Version 1.3 of ai12s/ai12-0276-1.txt
!standard D.4.1(0) 19-01-25 AI12-0276-1/03
!standard 9.5.1(19)
!standard D.1(22/1)
!class Amendment 18-05-11
!status Amendment 1-2012 18-11-27
!status ARG Approved 7-0-3 18-10-23
!status work item 18-05-11
!status received 18-04-28
!priority Low
!difficulty Medium
!subject Admission policy defined for acquiring a protected object resource
!summary
The FIFO_Spinning Admission policy is defined for protected actions on
multiprocessor systems
!problem
The topic of scheduling real-time tasks on multiprocessors has received a great
deal of attention. An important aspect in this context is communication and
synchronization with shared objects, and the use of suitable access protocols
for bounding the duration of blocking introduced by priority inversion.
On multiprocessor systems, a spinlock is typically used to gain access to a
protected object in order to execute a protected action.
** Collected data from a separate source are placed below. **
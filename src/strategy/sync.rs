//! Synchronous replay strategy
//!
//! Single-threaded implementation of [`ReplayStrategy`]. It orchestrates
//! replay by coordinating between the SyncReader (for CSV input), the
//! TransactionService (for business logic) and the ViewWriter (for output).
//!
//! Commands are read, executed and written one at a time, so memory usage
//! does not grow with the size of the command file.

use crate::core::TransactionService;
use crate::io::{SyncReader, ViewWriter};
use crate::strategy::{execute, write_outcome, ReplayStrategy};
use crate::types::PaymentError;
use std::io::Write;
use std::path::Path;
use tracing::warn;

/// Synchronous replay strategy
///
/// # Examples
///
/// ```no_run
/// use payment_transaction_service::core::{InMemoryRepository, ServiceConfig, TransactionService};
/// use payment_transaction_service::strategy::{ReplayStrategy, SyncReplayStrategy};
/// use std::path::Path;
/// use std::sync::Arc;
///
/// let service = TransactionService::from_config(
///     &ServiceConfig::default(),
///     Arc::new(InMemoryRepository::new()),
/// );
/// let strategy = SyncReplayStrategy::new(service);
///
/// strategy
///     .process(Path::new("commands.csv"), &mut std::io::stdout())
///     .expect("Replay failed");
/// ```
#[derive(Debug, Clone)]
pub struct SyncReplayStrategy {
    service: TransactionService,
}

impl SyncReplayStrategy {
    pub fn new(service: TransactionService) -> Self {
        Self { service }
    }
}

impl ReplayStrategy for SyncReplayStrategy {
    fn process(&self, input_path: &Path, output: &mut dyn Write) -> Result<(), PaymentError> {
        let reader = SyncReader::new(input_path)?;
        let mut writer = ViewWriter::new(output)?;

        for result in reader {
            match result {
                Ok(command) => write_outcome(&mut writer, execute(&self.service, command))?,
                Err(e) => warn!("Skipping command: {}", e),
            }
        }

        writer.flush()
    }
}

#[cfg(test)]
mod tests {
    use super::*;
    use crate::core::{InMemoryRepository, ServiceConfig};
    use std::sync::Arc;
    use tempfile::NamedTempFile;

    const HEADER: &str = "command,id,value,establishment,merchant_code,payment_type,instalments,description_id,payment_method_id,nsu,authorization_code,status\n";

    /// Helper function to create a temporary CSV file for testing
    fn create_temp_csv(rows: &str) -> NamedTempFile {
        let mut file = NamedTempFile::new().expect("Failed to create temp file");
        file.write_all(format!("{}{}", HEADER, rows).as_bytes())
            .expect("Failed to write to temp file");
        file.flush().expect("Failed to flush temp file");
        file
    }

    fn strategy() -> SyncReplayStrategy {
        SyncReplayStrategy::new(TransactionService::from_config(
            &ServiceConfig::default(),
            Arc::new(InMemoryRepository::new()),
        ))
    }

    fn replay(rows: &str) -> Vec<String> {
        let file = create_temp_csv(rows);
        let mut output = Vec::new();
        strategy().process(file.path(), &mut output).unwrap();
        String::from_utf8(output)
            .unwrap()
            .lines()
            .map(str::to_string)
            .collect()
    }

    #[test]
    fn test_sync_strategy_pays_and_finds() {
        let lines = replay(
            "pay,,496,PUC Minas,00000000000000,DEBITO,1\n\
             find,1\n",
        );

        assert_eq!(lines.len(), 3);
        assert!(lines[1].starts_with("pay,1,1,1,496,PUC Minas"));
        assert!(lines[1].ends_with("1234567890,147258369,AUTHORIZED,DEBITO,1"));
        assert!(lines[2].starts_with("find,1,"));
    }

    #[test]
    fn test_sync_strategy_skips_failed_commands() {
        let lines = replay(
            "find,7\n\
             find_all\n\
             refund,1\n\
             pay,,10,Shop,123,CREDITO,2,,,,,AUTHORIZED\n\
             pay,,10,Shop,123,CREDITO,2\n\
             reverse,1\n",
        );

        assert_eq!(lines.len(), 3);
        assert!(lines[1].starts_with("pay,1,"));
        assert!(lines[2].starts_with("reverse,1,"));
        assert!(lines[2].contains(",DENIED,"));
    }

    #[test]
    fn test_sync_strategy_handles_missing_file() {
        let mut output = Vec::new();

        let result = strategy().process(Path::new("nonexistent.csv"), &mut output);
        assert_eq!(
            result.unwrap_err(),
            PaymentError::FileNotFound {
                path: "nonexistent.csv".to_string()
            }
        );
    }

    #[test]
    fn test_sync_strategy_is_send_sync() {
        fn assert_send_sync<T: Send + Sync>() {}
        assert_send_sync::<SyncReplayStrategy>();
    }
}
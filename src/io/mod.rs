//! I/O module
//!
//! Handles command file parsing and view output.
//!
//! # Components
//!
//! - `csv_format` - CSV format handling (record conversion, output serialization)
//! - `sync_reader` - Synchronous CSV reader with iterator interface
//! - `async_reader` - Asynchronous CSV reader with batch reading interface

pub mod async_reader;
pub mod csv_format;
pub mod sync_reader;

pub use async_reader::AsyncReader;
pub use csv_format::{convert_csv_command, CsvCommand, ViewWriter, OUTPUT_HEADER};
pub use sync_reader::SyncReader;
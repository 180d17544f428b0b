//! Types module
//!
//! Contains core data structures used throughout the application.
//! This module organizes types into logical submodules:
//! - `transaction`: Persistence entities and identifiers
//! - `view`: Transport-side read models
//! - `command`: Service commands replayed by the CLI
//! - `error`: Error types for the payment service

pub mod command;
pub mod error;
pub mod transaction;
pub mod view;

pub use command::Command;
pub use error::{ErrorKind, PaymentError};
pub use transaction::{
    Description, DescriptionId, PaymentMethod, PaymentMethodId, Status, Transaction,
    TransactionId,
};
pub use view::{DescriptionView, PaymentMethodView, TransactionView};
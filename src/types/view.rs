//! Transport-side read models
//!
//! Views are what the service hands back to callers. Unlike the entities in
//! [`super::transaction`], every identifier and server-stamped field is
//! required: a view is only ever produced from a persisted row.

use super::transaction::{DescriptionId, PaymentMethodId, Status, TransactionId};
use rust_decimal::Decimal;
use serde::{Deserialize, Serialize};

/// Projection of a persisted [`Description`](super::Description)
#[derive(Debug, Clone, PartialEq, Serialize, Deserialize)]
pub struct DescriptionView {
    pub id: DescriptionId,
    pub value: Decimal,
    pub establishment: String,
    pub merchant_code: String,
    pub nsu: String,
    pub authorization_code: String,
    pub status: Status,
}

/// Projection of a persisted [`PaymentMethod`](super::PaymentMethod)
#[derive(Debug, Clone, PartialEq, Serialize, Deserialize)]
pub struct PaymentMethodView {
    pub id: PaymentMethodId,
    pub payment_type: String,
    pub instalments: u32,
}

/// Projection of a persisted [`Transaction`](super::Transaction)
#[derive(Debug, Clone, PartialEq, Serialize, Deserialize)]
pub struct TransactionView {
    pub id: TransactionId,
    pub description: DescriptionView,
    pub payment_method: PaymentMethodView,
}

impl TransactionView {
    /// Current authorization state
    pub fn status(&self) -> Status {
        self.description.status
    }
}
For real time systems,
it is very desirable to be able to bound the time needed to acquire this lock;
however, the language does not presume any ordering or queuing for tasks
competing to start a protected action (See 9.5.1(19)).
Most multiprocessor locking algorithms specify that spin waiting is used to gain
access to the resource, and also prescribe that if there is more than one
request competing for the same resource, the requests are served in FIFO order.
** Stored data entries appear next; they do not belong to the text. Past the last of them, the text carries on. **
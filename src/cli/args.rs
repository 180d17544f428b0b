use crate::core::{ServiceConfig, TRANSACTION_REGION};
use crate::strategy::BatchConfig;
use clap::{Parser, ValueEnum};
use std::path::PathBuf;

/// Command-line arguments for the payment transaction service
///
/// # Examples
///
/// ```bash
/// payment-service commands.csv
/// payment-service --strategy async --batch-size 2000 --max-concurrent 8 commands.csv
/// payment-service --no-cache --log-level debug commands.csv
/// ```
#[derive(Parser, Debug)]
#[command(name = "payment-service")]
#[command(about = "Replay payment transaction commands against the transaction service", long_about = None)]
pub struct CliArgs {
    #[arg(value_name = "INPUT", help = "Path to the command CSV file")]
    pub input_file: PathBuf,

    #[arg(
        long = "strategy",
        value_name = "STRATEGY",
        default_value = "sync",
        help = "Replay strategy: 'sync' for sequential or 'async' for batched concurrent reads"
    )]
    pub strategy: StrategyType,

    #[arg(
        long = "batch-size",
        value_name = "SIZE",
        help = "Number of commands per batch (default: 1000)"
    )]
    pub batch_size: Option<usize>,

    #[arg(
        long = "max-concurrent",
        value_name = "COUNT",
        help = "Maximum number of read-only commands executing at once (default: CPU cores)"
    )]
    pub max_concurrent: Option<usize>,

    #[arg(long = "no-cache", help = "Disable the result cache")]
    pub no_cache: bool,

    #[arg(
        long = "cache-region",
        value_name = "NAME",
        default_value = TRANSACTION_REGION,
        help = "Cache region holding transaction views"
    )]
    pub cache_region: String,

    #[arg(
        long = "log-level",
        value_name = "LEVEL",
        default_value = "warn",
        help = "Log level written to stderr (RUST_LOG takes precedence)"
    )]
    pub log_level: String,
}

/// Replay strategy selection
#[derive(Clone, Debug, PartialEq, ValueEnum)]
pub enum StrategyType {
    /// Read and execute commands one at a time
    Sync,
    /// Read in batches and run consecutive reads concurrently
    Async,
}

impl CliArgs {
    /// Build the batch configuration, falling back to defaults
    pub fn to_batch_config(&self) -> BatchConfig {
        if self.batch_size.is_some() || self.max_concurrent.is_some() {
            let default = BatchConfig::default();
            BatchConfig::new(
                self.batch_size.unwrap_or(default.batch_size),
                self.max_concurrent.unwrap_or(default.max_concurrent),
            )
        } else {
            BatchConfig::default()
        }
    }

    pub fn to_service_config(&self) -> ServiceConfig {
        ServiceConfig {
            cache_region: self.cache_region.clone(),
            cache_enabled: !self.no_cache,
        }
    }
}
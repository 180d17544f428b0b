//! Payment Transaction Service CLI
//!
//! Replays a file of transaction commands against the payment transaction
//! service and writes every resulting view to stdout.
//!
//! # Usage
//!
//! ```bash
//! cargo run -- commands.csv > views.csv
//! cargo run -- --strategy async commands.csv > views.csv
//! cargo run -- --strategy async --batch-size 2000 --max-concurrent 8 commands.csv > views.csv
//! cargo run -- --no-cache --log-level info commands.csv > views.csv
//! ```
//!
//! # Processing Strategies
//!
//! - **sync**: Sequential replay, one command at a time (default)
//! - **async**: Batched replay with concurrent read-only commands
//!
//! # Exit Codes
//!
//! - 0: Success (individual command failures are logged and skipped)
//! - 1: Error (missing arguments, file not found, output not writable, etc.)

use payment_transaction_service::cli;
use payment_transaction_service::core::{InMemoryRepository, TransactionService};
use payment_transaction_service::strategy;
use std::process;
use std::sync::Arc;
use tracing::info;

fn main() {
    let args = cli::parse_args();
    cli::init_logging(&args.log_level);

    let service_config = args.to_service_config();
    info!(
        region = %service_config.cache_region,
        cache_enabled = service_config.cache_enabled,
        strategy = ?args.strategy,
        "Starting replay"
    );
    let service =
        TransactionService::from_config(&service_config, Arc::new(InMemoryRepository::new()));

    let strategy = {
        let config = if matches!(args.strategy, cli::StrategyType::Async) {
            Some(args.to_batch_config())
        } else {
            None
        };
        strategy::create_strategy(args.strategy.clone(), config, service)
    };

    let mut output = std::io::stdout();
    if let Err(e) = strategy.process(&args.input_file, &mut output) {
        eprintln!("Error: {}", e);
        process::exit(1);
    }
}
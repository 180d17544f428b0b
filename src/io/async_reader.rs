//! Asynchronous CSV reader with batch interface
//!
//! Provides a streaming interface over service commands from a CSV file.
//!
//! # Architecture
//!
//! ```text
//! CSV Reader → AsyncReader → Batches of Commands
//!                  ↓
//!           csv_format module
//!           (CsvCommand, convert_csv_command)
//! ```

use crate::io::csv_format::{convert_csv_command, CsvCommand};
use crate::types::Command;
use csv_async::AsyncReaderBuilder;
use futures::io::AsyncRead;
use futures::stream::StreamExt;
use tracing::warn;

/// Asynchronous CSV command reader
///
/// Reads commands in batches. Records that fail to parse are logged and
/// skipped.
pub struct AsyncReader<R: AsyncRead + Unpin> {
    csv_reader: csv_async::AsyncDeserializer<R>,
    line_num: u64,
}

impl<R: AsyncRead + Unpin + Send + 'static> AsyncReader<R> {
    pub fn new(reader: R) -> Self {
        let csv_reader = AsyncReaderBuilder::new()
            .flexible(true)
            .trim(csv_async::Trim::All)
            .create_deserializer(reader);

        Self {
            csv_reader,
            line_num: 1,
        }
    }

    /// Read up to `batch_size` commands
    ///
    /// Returns an empty vector when the end of the file is reached.
    pub async fn read_batch(&mut self, batch_size: usize) -> Vec<Command> {
        let mut batch = Vec::with_capacity(batch_size);
        let mut records = self.csv_reader.deserialize::<CsvCommand>();

        while batch.len() < batch_size {
            let Some(result) = records.next().await else {
                break;
            };
            self.line_num += 1;

            match result {
                Ok(csv_command) => match convert_csv_command(csv_command) {
                    Ok(command) => batch.push(command),
                    Err(e) => warn!(line = self.line_num, error = %e, "Skipping command"),
                },
                Err(e) => warn!(line = self.line_num, error = %e, "CSV parse error"),
            }
        }

        batch
    }
}
//! Service commands replayed by the CLI
//!
//! Each [`Command`] maps one-to-one onto a `TransactionService` operation.

use super::transaction::{Transaction, TransactionId};
use std::fmt;

/// A single service invocation read from a command file
#[derive(Debug, Clone, PartialEq)]
pub enum Command {
    /// Look up one transaction
    FindById(TransactionId),

    /// List every transaction
    FindAll,

    /// Authorize a new payment
    Pay(Transaction),

    /// Void an existing payment
    Reverse(TransactionId),
}

impl Command {
    /// Whether the command leaves the store untouched
    ///
    /// Read-only commands may run concurrently with each other; every other
    /// command must observe all commands that precede it.
    pub fn is_read_only(&self) -> bool {
        matches!(self, Command::FindById(_) | Command::FindAll)
    }

    /// Name used in logs and in the `command` output column
    pub fn name(&self) -> &'static str {
        match self {
            Command::FindById(_) => "find",
            Command::FindAll => "find_all",
            Command::Pay(_) => "pay",
            Command::Reverse(_) => "reverse",
        }
    }
}

impl fmt::Display for Command {
    fn fmt(&self, f: &mut fmt::Formatter<'_>) -> fmt::Result {
        match self {
            Command::FindById(id) | Command::Reverse(id) => write!(f, "{} {}", self.name(), id),
            Command::FindAll | Command::Pay(_) => f.write_str(self.name()),
        }
    }
}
For real time systems it should be possible to specify FIFO ordering for
obtaining the spinlock that needs to be acquired before executing protected
actions of a protected object when tasks are executing on multiprocessor
systems.
This is important because it bounds the time it takes for a lower priority task
to gain access to a protected object.
One example of using this facility is in a Ravenscar context. Here all tasks are
statically allocated to processors. If each protected object used by tasks on
different processors is given a high ceiling priority then the blocking time for
each task can be computed.
!proposal
(See Summary.)
!wording
Modify the NOTE at 9.5.1(19):
If two tasks both try to start a protected action on a protected object, and at
most one is calling a protected {nonexclusive} function, then only one of the
tasks can proceed. Although the other task cannot proceed, it is not considered
blocked, and it might be consuming processing resources while it awaits its
turn. {Unless there is an admission policy (see D.4.1) in effect, there}[There]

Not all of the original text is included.